Ce type de questions apparaît toujours dans le transfert, parce que l'enfant n'est pas sans savoir qu'il n'est pas le seul à venir en rééducation, mais une certaine rivalité et jalousie sont presque inévitables, à certains moments d'investissement très important, de la relation.

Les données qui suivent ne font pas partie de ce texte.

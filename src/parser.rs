use crate::ast::*;
use crate::lexer::{LexError, Lexeme, Lexer, Token};

#[derive(Debug, thiserror::Error)]
pub enum ParseError {
    #[error("Lex error: {0}")]
    Lex(#[from] LexError),
    #[error("Unexpected token {found:?} on line {line}, expected {expected}")]
    Unexpected {
        found: Token,
        expected: &'static str,
        line: usize,
    },
    #[error("Unexpected end of input")]
    UnexpectedEof,
    #[error("Field '{field}' on line {line} is missing its type")]
    MissingType { field: String, line: usize },
    #[error("Model '{0}' is declared more than once")]
    DuplicateModel(String),
    #[error("Field '{field}' is declared more than once in model '{model}'")]
    DuplicateField { model: String, field: String },
}

static EOF: Lexeme = Lexeme {
    token: Token::Eof,
    line: 0,
};

pub struct Parser {
    tokens: Vec<Lexeme>,
    pos: usize,
}

impl Parser {
    pub fn new(input: &str) -> Result<Self, ParseError> {
        let tokens = Lexer::new(input).tokenize()?;
        Ok(Self { tokens, pos: 0 })
    }

    fn peek(&self) -> &Token {
        &self.tokens.get(self.pos).unwrap_or(&EOF).token
    }

    fn line(&self) -> usize {
        self.tokens
            .get(self.pos)
            .or_else(|| self.tokens.last())
            .map_or(0, |l| l.line)
    }

    fn advance(&mut self) -> &Token {
        let tok = &self.tokens.get(self.pos).unwrap_or(&EOF).token;
        self.pos += 1;
        tok
    }

    fn unexpected(&self, expected: &'static str) -> ParseError {
        match self.peek() {
            Token::Eof => ParseError::UnexpectedEof,
            found => ParseError::Unexpected {
                found: found.clone(),
                expected,
                line: self.line(),
            },
        }
    }

    fn expect_ident(&mut self) -> Result<String, ParseError> {
        match self.peek().clone() {
            Token::Ident(s) => {
                self.advance();
                Ok(s)
            }
            _ => Err(self.unexpected("identifier")),
        }
    }

    fn expect(&mut self, expected: Token, what: &'static str) -> Result<(), ParseError> {
        if *self.peek() == expected {
            self.advance();
            Ok(())
        } else {
            Err(self.unexpected(what))
        }
    }

    fn check_ident(&self, name: &str) -> bool {
        matches!(self.peek(), Token::Ident(s) if s == name)
    }

    fn skip_newlines(&mut self) {
        while *self.peek() == Token::Newline {
            self.advance();
        }
    }

    /// A declaration ends at a line break, or directly at the closing brace.
    fn expect_line_end(&mut self) -> Result<(), ParseError> {
        match self.peek() {
            Token::Newline => {
                self.advance();
                Ok(())
            }
            Token::RBrace => Ok(()),
            _ => Err(self.unexpected("end of line")),
        }
    }

    pub fn parse(&mut self) -> Result<Document, ParseError> {
        let mut blocks = Vec::new();

        loop {
            self.skip_newlines();
            if *self.peek() == Token::Eof {
                break;
            }

            if self.check_ident("model") {
                self.advance();
                blocks.push(Block::Model(self.parse_model()?));
            } else if self.check_ident("datasource") {
                self.advance();
                blocks.push(Block::Datasource(self.parse_datasource()?));
            } else if let Token::Ident(keyword) = self.peek().clone() {
                self.advance();
                let name = self.expect_ident()?;
                self.skip_block()?;
                blocks.push(Block::Other { keyword, name });
            } else {
                return Err(self.unexpected("model, datasource, or another block declaration"));
            }
        }

        Ok(Document { blocks })
    }

    /// Skip a brace-delimited block we do not interpret.
    fn skip_block(&mut self) -> Result<(), ParseError> {
        self.expect(Token::LBrace, "'{'")?;
        let mut depth = 1usize;
        while depth > 0 {
            match self.advance() {
                Token::LBrace => depth += 1,
                Token::RBrace => depth -= 1,
                Token::Eof => return Err(ParseError::UnexpectedEof),
                _ => {}
            }
        }
        Ok(())
    }

    fn parse_model(&mut self) -> Result<ModelBlock, ParseError> {
        let line = self.line();
        let name = self.expect_ident()?;
        self.expect(Token::LBrace, "'{'")?;

        let mut members = Vec::new();

        loop {
            self.skip_newlines();
            match self.peek() {
                Token::RBrace => {
                    self.advance();
                    break;
                }
                Token::Eof => return Err(ParseError::UnexpectedEof),
                Token::AtAt => {
                    members.push(Member::Attribute(self.parse_attribute()?));
                }
                _ => {
                    members.push(Member::Field(self.parse_field()?));
                }
            }
            self.expect_line_end()?;
        }

        Ok(ModelBlock {
            name,
            line,
            members,
        })
    }

    fn parse_field(&mut self) -> Result<FieldDecl, ParseError> {
        let line = self.line();
        let name = self.expect_ident()?;

        let type_name = match self.peek().clone() {
            Token::Ident(t) => {
                self.advance();
                t
            }
            Token::Newline | Token::RBrace | Token::Eof | Token::At => {
                return Err(ParseError::MissingType { field: name, line });
            }
            _ => return Err(self.unexpected("field type")),
        };

        // `Unsupported("circle")` carries the native type as an argument.
        if *self.peek() == Token::LParen {
            self.parse_args()?;
        }

        let modifier = match self.peek() {
            Token::Question => {
                self.advance();
                TypeModifier::Optional
            }
            Token::LBracket => {
                self.advance();
                self.expect(Token::RBracket, "']'")?;
                TypeModifier::List
            }
            _ => TypeModifier::Required,
        };

        let mut attributes = Vec::new();
        while *self.peek() == Token::At {
            attributes.push(self.parse_attribute()?);
        }

        Ok(FieldDecl {
            name,
            typ: TypeRef {
                name: type_name,
                modifier,
            },
            attributes,
            line,
        })
    }

    fn parse_attribute(&mut self) -> Result<Attribute, ParseError> {
        let scope = match self.peek() {
            Token::At => AttributeScope::Field,
            Token::AtAt => AttributeScope::Block,
            _ => return Err(self.unexpected("'@' or '@@'")),
        };
        self.advance();

        let mut name = self.expect_ident()?;
        while *self.peek() == Token::Dot {
            self.advance();
            name.push('.');
            name.push_str(&self.expect_ident()?);
        }

        let args = if *self.peek() == Token::LParen {
            Some(self.parse_args()?)
        } else {
            None
        };

        Ok(Attribute { scope, name, args })
    }

    /// Parse `( arg, name: arg, ... )`. Line breaks inside are insignificant.
    fn parse_args(&mut self) -> Result<Vec<Arg>, ParseError> {
        self.expect(Token::LParen, "'('")?;
        let mut args = Vec::new();

        loop {
            self.skip_newlines();
            if *self.peek() == Token::RParen {
                self.advance();
                break;
            }

            let named = matches!(
                self.tokens.get(self.pos + 1),
                Some(next) if next.token == Token::Colon
            );
            let name = match self.peek().clone() {
                Token::Ident(s) if named => {
                    self.advance();
                    self.advance();
                    Some(s)
                }
                _ => None,
            };
            let value = self.parse_expr()?;
            args.push(Arg { name, value });

            self.skip_newlines();
            match self.peek() {
                Token::Comma => {
                    self.advance();
                }
                Token::RParen => {}
                _ => return Err(self.unexpected("',' or ')'")),
            }
        }

        Ok(args)
    }

    fn parse_expr(&mut self) -> Result<Expr, ParseError> {
        match self.peek().clone() {
            Token::Ident(s) => {
                self.advance();
                if *self.peek() == Token::LParen {
                    let args = self.parse_args()?;
                    Ok(Expr::Call { name: s, args })
                } else {
                    Ok(Expr::Ident(s))
                }
            }
            Token::Str(s) => {
                self.advance();
                Ok(Expr::Str(s))
            }
            Token::Num(n) => {
                self.advance();
                Ok(Expr::Num(n))
            }
            Token::LBracket => {
                self.advance();
                let mut items = Vec::new();
                loop {
                    self.skip_newlines();
                    if *self.peek() == Token::RBracket {
                        self.advance();
                        break;
                    }
                    items.push(self.parse_expr()?);
                    self.skip_newlines();
                    match self.peek() {
                        Token::Comma => {
                            self.advance();
                        }
                        Token::RBracket => {}
                        _ => return Err(self.unexpected("',' or ']'")),
                    }
                }
                Ok(Expr::Array(items))
            }
            _ => Err(self.unexpected("attribute argument")),
        }
    }

    fn parse_datasource(&mut self) -> Result<DatasourceBlock, ParseError> {
        let name = self.expect_ident()?;
        self.expect(Token::LBrace, "'{'")?;

        let mut entries = Vec::new();

        loop {
            self.skip_newlines();
            if *self.peek() == Token::RBrace {
                self.advance();
                break;
            }
            let key = self.expect_ident()?;
            self.expect(Token::Eq, "'='")?;
            let value = self.parse_expr()?;
            entries.push((key, value));
            self.expect_line_end()?;
        }

        Ok(DatasourceBlock { name, entries })
    }
}
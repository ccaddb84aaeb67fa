use serde::Serialize;

use crate::layout::{FieldHandles, HandleAssigner, HandleIdSource, Position, Positions, Side};
use crate::relation::{Relation, RelationKind};
use crate::schema::{Field, ModelRegistry};

/// Graph handed to the renderer: positioned models and the edges between
/// them.
#[derive(Debug, Clone, PartialEq, Serialize)]
pub struct GraphIR {
    pub nodes: Vec<Node>,
    pub edges: Vec<Edge>,
}

#[derive(Debug, Clone, PartialEq, Serialize)]
pub struct Node {
    pub id: String,
    pub position: Position,
    pub data: NodeData,
}

#[derive(Debug, Clone, PartialEq, Serialize)]
pub struct NodeData {
    pub name: String,
    pub fields: Vec<FieldIR>,
}

#[derive(Debug, Clone, PartialEq, Serialize)]
#[serde(rename_all = "camelCase")]
pub struct FieldIR {
    pub name: String,
    pub d_type: String,
    pub optional: bool,
    pub iterable: bool,
    pub is_foreign_key: bool,
    pub is_primary_key: bool,
    #[serde(skip_serializing_if = "FieldHandles::is_empty")]
    pub handle: FieldHandles,
}

#[derive(Debug, Clone, PartialEq, Serialize)]
#[serde(rename_all = "camelCase")]
pub struct Edge {
    pub id: String,
    pub source: String,
    pub target: String,
    pub source_handle: String,
    pub target_handle: String,
    pub data: RelationKind,
}

impl GraphIR {
    /// Project positioned models and their relations.
    ///
    /// Only models present in `positions` become nodes, in placement order.
    /// A relation becomes an edge when both ends are placed and, with a
    /// `focus` model, when it touches that model.
    pub fn from_layout<S: HandleIdSource>(
        registry: &ModelRegistry,
        relations: &[Relation],
        positions: &Positions,
        focus: Option<&str>,
        ids: S,
    ) -> Self {
        let mut handles = HandleAssigner::new(ids);

        let edges: Vec<Edge> = relations
            .iter()
            .filter(|r| focus.is_none_or(|f| r.touches(f)))
            .filter_map(|r| {
                let source = positions.get(&r.from.model_name)?;
                let target = positions.get(&r.to.model_name)?;

                let (source_side, target_side) = if r.is_self() {
                    (Side::Right, Side::Right)
                } else if target.x >= source.x {
                    (Side::Right, Side::Left)
                } else {
                    (Side::Left, Side::Right)
                };

                let source_handle =
                    handles.source(&r.from.model_name, &r.from.field_name, source_side);
                let target_handle = handles.target(&r.to.model_name, &r.to.field_name, target_side);

                Some(Edge {
                    id: r.id.clone(),
                    source: r.from.model_name.clone(),
                    target: r.to.model_name.clone(),
                    source_handle,
                    target_handle,
                    data: r.kind,
                })
            })
            .collect();

        let nodes = positions
            .iter()
            .filter_map(|(name, position)| {
                let model = registry.get(name)?;
                let fields = model
                    .fields
                    .iter()
                    .map(|f| FieldIR::new(f, handles.handles(name, &f.name)))
                    .collect();
                Some(Node {
                    id: model.name.clone(),
                    position,
                    data: NodeData {
                        name: model.name.clone(),
                        fields,
                    },
                })
            })
            .collect();

        GraphIR { nodes, edges }
    }

    pub fn node(&self, id: &str) -> Option<&Node> {
        self.nodes.iter().find(|n| n.id == id)
    }
}

impl FieldIR {
    fn new(field: &Field, handle: Option<&FieldHandles>) -> Self {
        Self {
            name: field.name.clone(),
            d_type: field.d_type.clone(),
            optional: field.optional,
            iterable: field.iterable,
            is_foreign_key: field.is_foreign_key,
            is_primary_key: field.is_primary_key,
            handle: handle.cloned().unwrap_or_default(),
        }
    }
}

impl NodeData {
    pub fn field(&self, name: &str) -> Option<&FieldIR> {
        self.fields.iter().find(|f| f.name == name)
    }
}

#[cfg(test)]
mod tests {
    use super::*;
    use crate::layout::{LayoutEngine, SequentialIds, Strategy};
    use crate::relation::infer_relations;
    use crate::schema::parse_schema;

    const BLOG: &str = r#"
        model User {
            id      Int      @id
            posts   Post[]
            profile Profile?
        }
        model Post {
            id       Int    @id
            authorId Int
            author   User   @relation(fields: [authorId], references: [id])
            editorId Int?
            editor   User?  @relation("Edited", fields: [editorId], references: [id])
        }
        model Profile {
            id     Int  @id
            userId Int  @unique
            user   User @relation(fields: [userId], references: [id])
        }
        model Log {
            id Int @id
        }
    "#;

    fn graph(strategy: Strategy, root: Option<&str>) -> GraphIR {
        let mut registry = parse_schema(BLOG).unwrap();
        let relations = infer_relations(&mut registry).unwrap();
        let positions = LayoutEngine::default().layout(strategy, &registry, &relations, root);
        let focus = match strategy {
            Strategy::Angular => root,
            Strategy::Force => None,
        };
        GraphIR::from_layout(&registry, &relations, &positions, focus, SequentialIds::default())
    }

    #[test]
    fn test_angular_nodes_and_edges() {
        let ir = graph(Strategy::Angular, Some("Post"));
        let ids: Vec<&str> = ir.nodes.iter().map(|n| n.id.as_str()).collect();
        assert_eq!(ids, vec!["User", "Post"]);
        assert_eq!(ir.node("Post").unwrap().position, Position::ORIGIN);
        assert_eq!(ir.edges.len(), 1);

        let edge = &ir.edges[0];
        assert_eq!(edge.source, "User");
        assert_eq!(edge.target, "Post");
        assert_eq!(edge.data, RelationKind::OneMany);
        assert_eq!(edge.id, "Post-User-authorId-id");
    }

    #[test]
    fn test_unmatched_named_relation_is_not_drawn() {
        // `editor` has no "Edited" back-relation on User.
        let ir = graph(Strategy::Force, None);
        assert!(ir.edges.iter().all(|e| !e.id.contains("editorId")));
    }

    #[test]
    fn test_handles_attached_to_fields() {
        let ir = graph(Strategy::Angular, Some("User"));
        assert_eq!(ir.edges.len(), 2);

        let user = ir.node("User").unwrap();
        let id = user.data.field("id").unwrap();
        // User sits at the origin and both partners lie to its right.
        let right = id.handle.source_right.as_ref().unwrap();
        assert_eq!(ir.edges[0].source_handle, right.id);
        assert_eq!(ir.edges[1].source_handle, right.id);
        assert!(id.handle.source_left.is_none());

        let post = ir.node("Post").unwrap();
        let author_id = post.data.field("authorId").unwrap();
        let target = author_id.handle.target.as_ref().unwrap();
        assert_eq!(target.position, Side::Left);
        assert_eq!(ir.edges[0].target_handle, target.id);

        assert!(user.data.field("posts").unwrap().handle.is_empty());
    }

    #[test]
    fn test_force_graph_covers_all_models() {
        let ir = graph(Strategy::Force, None);
        assert_eq!(ir.nodes.len(), 4);
        assert_eq!(ir.edges.len(), 2);
        assert!(ir.node("Log").unwrap().data.fields[0].handle.is_empty());
    }

    #[test]
    fn test_json_contract() {
        let ir = graph(Strategy::Angular, Some("Post"));
        let json = serde_json::to_value(&ir).unwrap();

        let node = &json["nodes"][1];
        assert_eq!(node["id"], "Post");
        assert_eq!(node["position"]["x"], 0.0);
        assert_eq!(node["data"]["name"], "Post");
        let author_id = &node["data"]["fields"][1];
        assert_eq!(author_id["name"], "authorId");
        assert_eq!(author_id["dType"], "Int");
        assert_eq!(author_id["isForeignKey"], true);
        assert_eq!(author_id["handle"]["target"]["id"], "h1");

        let edge = &json["edges"][0];
        assert_eq!(edge["source"], "User");
        assert_eq!(edge["sourceHandle"], "h0");
        assert_eq!(edge["targetHandle"], "h1");
        assert_eq!(edge["data"], "one-many");
    }
}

Deux grandes questions interdépendantes, sous-tendent notre réflexion ici, à propos du transfert en rééducation: Est-il légitime et valide d'utiliser le concept analytique de transfert interpsychique dans le champ rééducatif? Auquel cas, est-il utile, voire indispensable de le repérer, et si oui, comment? Qu'entend-on par transfert?"Pour reconnaître un transfert et être en mesure de composer avec cette réalité, il faut beaucoup de vigilance et d'honnêteté. Ce phénomène devrait, à mon avis, faire partie de la formation de tous les enseignants et surtout de tous les thérapeutes." ’ (PORETELANCE, 1994, p. 207). Le concept de transfert, théorisé par la psychanalyse, connaît parfois un élargissement de ses acceptions, selon les auteurs. Certains nomment "transfert" l'ensemble des phénomènes qui constituent la relation du patient au psychanalyste. Ce n'est pas la conception de FREUD, ni de ceux qui s'y réfèrent: tout investissement, positif ou négatif n'est pas transfert.

Peut-on constater certains effets du transfert en rééducation? Si oui, quel est leur lien avec le processus rééducatif lui-même? Nous nous proposons à présent d'élucider la première dimension de notre questionnement. Les réponses à la deuxième question ne pourront se compléter, se préciser, que progressivement, au fur et à mesure des exemples cliniques rencontrés.